[RECORDS — start]

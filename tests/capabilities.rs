//! Integration tests for capability-bound computations.
//!
//! These tests compose leaves needing different capabilities and run them
//! against a single host value that provides all of them.

use std::path::PathBuf;
use std::time::Duration;

use undertow::capability::{
    self, Base64, CapabilityError, Http, HttpRequest, HttpResponse, ReadFile, Utf8, WriteFile,
};
use undertow::fetch::{default_policy, fetch_attempts, fetch_with_retry};
use undertow::testing::{MemoryFiles, ScriptedHttp, StdCodecs};
use undertow::{BoxFuture, CancelToken, Failure, RetryPolicy, Task};

/// A host providing every capability.
#[derive(Debug, Default)]
struct Host {
    http: ScriptedHttp,
    files: MemoryFiles,
    codecs: StdCodecs,
}

impl Http for Host {
    fn fetch(&self, request: HttpRequest) -> BoxFuture<'_, Result<HttpResponse, CapabilityError>> {
        self.http.fetch(request)
    }
}

impl ReadFile for Host {
    fn read_file(&self, path: PathBuf) -> BoxFuture<'_, Result<Vec<u8>, CapabilityError>> {
        self.files.read_file(path)
    }
}

impl WriteFile for Host {
    fn write_file(
        &self,
        path: PathBuf,
        contents: Vec<u8>,
    ) -> BoxFuture<'_, Result<(), CapabilityError>> {
        self.files.write_file(path, contents)
    }
}

impl Utf8 for Host {
    fn encode_utf8(&self, text: String) -> BoxFuture<'_, Result<Vec<u8>, CapabilityError>> {
        self.codecs.encode_utf8(text)
    }

    fn decode_utf8(&self, bytes: Vec<u8>) -> BoxFuture<'_, Result<String, CapabilityError>> {
        self.codecs.decode_utf8(bytes)
    }
}

impl Base64 for Host {
    fn encode_base64(&self, bytes: Vec<u8>) -> BoxFuture<'_, Result<String, CapabilityError>> {
        self.codecs.encode_base64(bytes)
    }

    fn decode_base64(&self, text: String) -> BoxFuture<'_, Result<Vec<u8>, CapabilityError>> {
        self.codecs.decode_base64(text)
    }
}

/// Needs only file reading and the two codecs.
fn load_secret<C>(path: &'static str) -> Task<Vec<u8>, CapabilityError, C>
where
    C: ReadFile + Utf8 + Base64 + 'static,
{
    capability::read_file(path)
        .flat_map(capability::decode_utf8)
        .flat_map(capability::decode_base64)
}

#[tokio::test]
async fn subset_runs_against_full_host() {
    let host = Host {
        files: MemoryFiles::new().with_file("secret.b64", b"c2VjcmV0".to_vec()),
        ..Host::default()
    };

    assert_eq!(
        load_secret("secret.b64").run(&host, None).await,
        Ok(b"secret".to_vec())
    );
}

#[tokio::test]
async fn download_and_store() {
    let host = Host {
        http: ScriptedHttp::new().respond(HttpResponse::new(200, "payload")),
        ..Host::default()
    };

    let task = capability::fetch::<Host>(HttpRequest::get("https://example.test/file"))
        .map_err(|e| Failure::fatal(e.to_string()))
        .flat_map(|response| {
            capability::encode_base64(response.body)
                .flat_map(|encoded| capability::write_file("download.b64", encoded.into_bytes()))
                .map_err(|e| Failure::fatal(e.to_string()))
        });

    assert_eq!(task.run(&host, None).await, Ok(()));
    assert_eq!(
        host.files.contents("download.b64"),
        Some(b"cGF5bG9hZA==".to_vec())
    );
}

#[tokio::test(start_paused = true)]
async fn retrying_fetch_through_host() {
    let host = Host {
        http: ScriptedHttp::new()
            .fail(CapabilityError::failed("connection refused"))
            .respond(HttpResponse::new(502, "bad gateway"))
            .respond(HttpResponse::new(200, "{\"ok\":true}")),
        ..Host::default()
    };
    let policy = RetryPolicy::exponential(Duration::from_millis(50))
        .with_max_elapsed(Duration::from_secs(1));

    let task = fetch_with_retry(HttpRequest::get("https://example.test/api"), policy)
        .map(|response| response.text());

    assert_eq!(task.run(&host, None).await, Ok("{\"ok\":true}".to_string()));
    assert_eq!(host.http.calls(), 3);
}

#[tokio::test(start_paused = true)]
async fn fetch_progress_is_observable() {
    let http = ScriptedHttp::new()
        .fail(CapabilityError::failed("timeout"))
        .respond(HttpResponse::new(200, "done"));
    let policy = RetryPolicy::constant(Duration::from_millis(10)).with_max_retries(3);

    let attempts: Vec<_> = fetch_attempts(HttpRequest::get("https://example.test"), policy)
        .map(|response| response.status)
        .collect(&http, None)
        .await
        .into_iter()
        .map(|emission| (emission.progress.current, emission.result.is_ok()))
        .collect();

    assert_eq!(attempts, vec![(Some(1), false), (Some(2), true)]);
}

#[tokio::test]
async fn cancelled_fetch_reports_non_retryable_failure() {
    let host = Host {
        http: ScriptedHttp::new().respond(HttpResponse::new(200, "ok")),
        ..Host::default()
    };
    let token = CancelToken::new();
    token.cancel_with("shutdown");

    let result = fetch_with_retry(
        HttpRequest::get("https://example.test"),
        RetryPolicy::constant(Duration::from_millis(10)).with_max_retries(2),
    )
    .run(&host, Some(&token))
    .await;

    let failure = result.unwrap_err();
    assert!(!failure.retryable);
    assert!(failure.is_cancellation());
    assert_eq!(host.http.calls(), 0);
}

#[tokio::test]
async fn retry_combinator_over_capability_leaf() {
    let http = ScriptedHttp::new()
        .fail(CapabilityError::failed("flaky"))
        .respond(HttpResponse::new(200, "fine"));

    let task = capability::fetch(HttpRequest::get("https://example.test"))
        .retry(RetryPolicy::constant(Duration::from_millis(1)).with_max_retries(2));

    let response = task.run(&http, None).await.unwrap();
    assert_eq!(response.text(), "fine");
    assert_eq!(http.calls(), 2);
}

#[tokio::test(start_paused = true)]
async fn slow_request_yields_to_cancellation() {
    let host = Host {
        http: ScriptedHttp::new()
            .respond(HttpResponse::new(200, "too late"))
            .with_latency(Duration::from_secs(10)),
        ..Host::default()
    };
    let token = CancelToken::new();
    let started = tokio::time::Instant::now();

    let task = fetch_with_retry(HttpRequest::get("https://example.test/slow"), default_policy());
    let (result, ()) = tokio::join!(task.run(&host, Some(&token)), async {
        tokio::time::sleep(Duration::from_millis(100)).await;
        token.cancel_with("navigated away");
    });

    let failure = result.unwrap_err();
    assert!(failure.is_cancellation());
    assert!(failure.message.contains("navigated away"));
    assert_eq!(host.http.calls(), 1);
    assert!(started.elapsed() < Duration::from_secs(1));
}
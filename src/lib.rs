//! chainfs lays out inodes, directories and file data on a fixed-size,
//! byte-addressable block store. File content is kept as singly linked
//! chains of blocks, free space in a bitmap inside block 0.
//!
//! ```no_run
//! use chainfs::{FileSystem, FsConfig, VolumeFile, DEFAULT_VOLUME_SIZE};
//!
//! let store = VolumeFile::open("disk.img", DEFAULT_VOLUME_SIZE)?;
//! let mut fs = FileSystem::mount(store, FsConfig::default())?;
//! fs.create_file("/notes", true)?;
//! fs.create_file("/notes/todo.txt", false)?;
//! fs.set_content("/notes/todo.txt", b"write tests")?;
//! # Ok::<(), eyre::Report>(())
//! ```
pub mod fs;
pub mod store;

pub use fs::layout::{InodeKind, InodeRecord, BLOCK_SIZE, DEFAULT_VOLUME_SIZE, PAYLOAD_SIZE};
pub use fs::path::ResolveContext;
pub use fs::{DirListing, FSError, FileSystem, FsConfig, MountPolicy, Usage};
pub use store::{BlockStore, MemoryStore, VolumeFile};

[RECORDS — finish]

**EXERCISE PROMPT:**
Every entry should be given again exactly as written.

**THE COMPLETED TASK:**
filename tests/capabilities.rs
//! Integration tests for capability-bound computations.
//!
//! These tests compose leaves needing different capabilities and run them
//! against a single host value that provides all of them.

use std::path::PathBuf;
use std::time::Duration;

use undertow::capability::{
    self, Base64, CapabilityError, Http, HttpRequest, HttpResponse, ReadFile, Utf8, WriteFile,
};
use undertow::fetch::{default_policy, fetch_attempts, fetch_with_retry};
use undertow::testing::{MemoryFiles, ScriptedHttp, StdCodecs};
use undertow::{BoxFuture, CancelToken, Failure, RetryPolicy, Task};

/// A host providing every capability.
#[derive(Debug, Default)]
struct Host {
    http: ScriptedHttp,
    files: MemoryFiles,
    codecs: StdCodecs,
}

impl Http for Host {
    fn fetch(&self, request: HttpRequest) -> BoxFuture<'_, Result<HttpResponse, CapabilityError>> {
        self.http.fetch(request)
    }
}

impl ReadFile for Host {
    fn read_file(&self, path: PathBuf) -> BoxFuture<'_, Result<Vec<u8>, CapabilityError>> {
        self.files.read_file(path)
    }
}

impl WriteFile for Host {
    fn write_file(
        &self,
        path: PathBuf,
        contents: Vec<u8>,
    ) -> BoxFuture<'_, Result<(), CapabilityError>> {
        self.files.write_file(path, contents)
    }
}

impl Utf8 for Host {
    fn encode_utf8(&self, text: String) -> BoxFuture<'_, Result<Vec<u8>, CapabilityError>> {
        self.codecs.encode_utf8(text)
    }

    fn decode_utf8(&self, bytes: Vec<u8>) -> BoxFuture<'_, Result<String, CapabilityError>> {
        self.codecs.decode_utf8(bytes)
    }
}

impl Base64 for Host {
    fn encode_base64(&self, bytes: Vec<u8>) -> BoxFuture<'_, Result<String, CapabilityError>> {
        self.codecs.encode_base64(bytes)
    }

    fn decode_base64(&self, text: String) -> BoxFuture<'_, Result<Vec<u8>, CapabilityError>> {
        self.codecs.decode_base64(text)
    }
}

/// Needs only file reading and the two codecs.
fn load_secret<C>(path: &'static str) -> Task<Vec<u8>, CapabilityError, C>
where
    C: ReadFile + Utf8 + Base64 + 'static,
{
    capability::read_file(path)
        .flat_map(capability::decode_utf8)
        .flat_map(capability::decode_base64)
}

#[tokio::test]
async fn subset_runs_against_full_host() {
    let host = Host {
        files: MemoryFiles::new().with_file("secret.b64", b"c2VjcmV0".to_vec()),
        ..Host::default()
    };

    assert_eq!(
        load_secret("secret.b64").run(&host, None).await,
        Ok(b"secret".to_vec())
    );
}

#[tokio::test]
async fn download_and_store() {
    let host = Host {
        http: ScriptedHttp::new().respond(HttpResponse::new(200, "payload")),
        ..Host::default()
    };

    let task = capability::fetch::<Host>(HttpRequest::get("https://example.test/file"))
        .map_err(|e| Failure::fatal(e.to_string()))
        .flat_map(|response| {
            capability::encode_base64(response.body)
                .flat_map(|encoded| capability::write_file("download.b64", encoded.into_bytes()))
                .map_err(|e| Failure::fatal(e.to_string()))
        });

    assert_eq!(task.run(&host, None).await, Ok(()));
    assert_eq!(
        host.files.contents("download.b64"),
        Some(b"cGF5bG9hZA==".to_vec())
    );
}

#[tokio::test(start_paused = true)]
async fn retrying_fetch_through_host() {
    let host = Host {
        http: ScriptedHttp::new()
            .fail(CapabilityError::failed("connection refused"))
            .respond(HttpResponse::new(502, "bad gateway"))
            .respond(HttpResponse::new(200, "{\"ok\":true}")),
        ..Host::default()
    };
    let policy = RetryPolicy::exponential(Duration::from_millis(50))
        .with_max_elapsed(Duration::from_secs(1));

    let task = fetch_with_retry(HttpRequest::get("https://example.test/api"), policy)
        .map(|response| response.text());

    assert_eq!(task.run(&host, None).await, Ok("{\"ok\":true}".to_string()));
    assert_eq!(host.http.calls(), 3);
}

#[tokio::test(start_paused = true)]
async fn fetch_progress_is_observable() {
    let http = ScriptedHttp::new()
        .fail(CapabilityError::failed("timeout"))
        .respond(HttpResponse::new(200, "done"));
    let policy = RetryPolicy::constant(Duration::from_millis(10)).with_max_retries(3);

    let attempts: Vec<_> = fetch_attempts(HttpRequest::get("https://example.test"), policy)
        .map(|response| response.status)
        .collect(&http, None)
        .await
        .into_iter()
        .map(|emission| (emission.progress.current, emission.result.is_ok()))
        .collect();

    assert_eq!(attempts, vec![(Some(1), false), (Some(2), true)]);
}

#[tokio::test]
async fn cancelled_fetch_reports_non_retryable_failure() {
    let host = Host {
        http: ScriptedHttp::new().respond(HttpResponse::new(200, "ok")),
        ..Host::default()
    };
    let token = CancelToken::new();
    token.cancel_with("shutdown");

    let result = fetch_with_retry(
        HttpRequest::get("https://example.test"),
        RetryPolicy::constant(Duration::from_millis(10)).with_max_retries(2),
    )
    .run(&host, Some(&token))
    .await;

    let failure = result.unwrap_err();
    assert!(!failure.retryable);
    assert!(failure.is_cancellation());
    assert_eq!(host.http.calls(), 0);
}

#[tokio::test]
async fn retry_combinator_over_capability_leaf() {
    let http = ScriptedHttp::new()
        .fail(CapabilityError::failed("flaky"))
        .respond(HttpResponse::new(200, "fine"));

    let task = capability::fetch(HttpRequest::get("https://example.test"))
        .retry(RetryPolicy::constant(Duration::from_millis(1)).with_max_retries(2));

    let response = task.run(&http, None).await.unwrap();
    assert_eq!(response.text(), "fine");
    assert_eq!(http.calls(), 2);
}

#[tokio::test(start_paused = true)]
async fn slow_request_yields_to_cancellation() {
    let host = Host {
        http: ScriptedHttp::new()
            .respond(HttpResponse::new(200, "too late"))
            .with_latency(Duration::from_secs(10)),
        ..Host::default()
    };
    let token = CancelToken::new();
    let started = tokio::time::Instant::now();

    let task = fetch_with_retry(HttpRequest::get("https://example.test/slow"), default_policy());
    let (result, ()) = tokio::join!(task.run(&host, Some(&token)), async {
        tokio::time::sleep(Duration::from_millis(100)).await;
        token.cancel_with("navigated away");
    });

    let failure = result.unwrap_err();
    assert!(failure.is_cancellation());
    assert!(failure.message.contains("navigated away"));
    assert_eq!(host.http.calls(), 1);
    assert!(started.elapsed() < Duration::from_secs(1));
}
filename src/lib.rs
//! chainfs lays out inodes, directories and file data on a fixed-size,
//! byte-addressable block store. File content is kept as singly linked
//! chains of blocks, free space in a bitmap inside block 0.
//!
//! ```no_run
//! use chainfs::{FileSystem, FsConfig, VolumeFile, DEFAULT_VOLUME_SIZE};
//!
//! let store = VolumeFile::open("disk.img", DEFAULT_VOLUME_SIZE)?;
//! let mut fs = FileSystem::mount(store, FsConfig::default())?;
//! fs.create_file("/notes", true)?;
//! fs.create_file("/notes/todo.txt", false)?;
//! fs.set_content("/notes/todo.txt", b"write tests")?;
//! # Ok::<(), eyre::Report>(())
//! ```
pub mod fs;
pub mod store;

pub use fs::layout::{InodeKind, InodeRecord, BLOCK_SIZE, DEFAULT_VOLUME_SIZE, PAYLOAD_SIZE};
pub use fs::path::ResolveContext;
pub use fs::{DirListing, FSError, FileSystem, FsConfig, MountPolicy, Usage};
pub use store::{BlockStore, MemoryStore, VolumeFile};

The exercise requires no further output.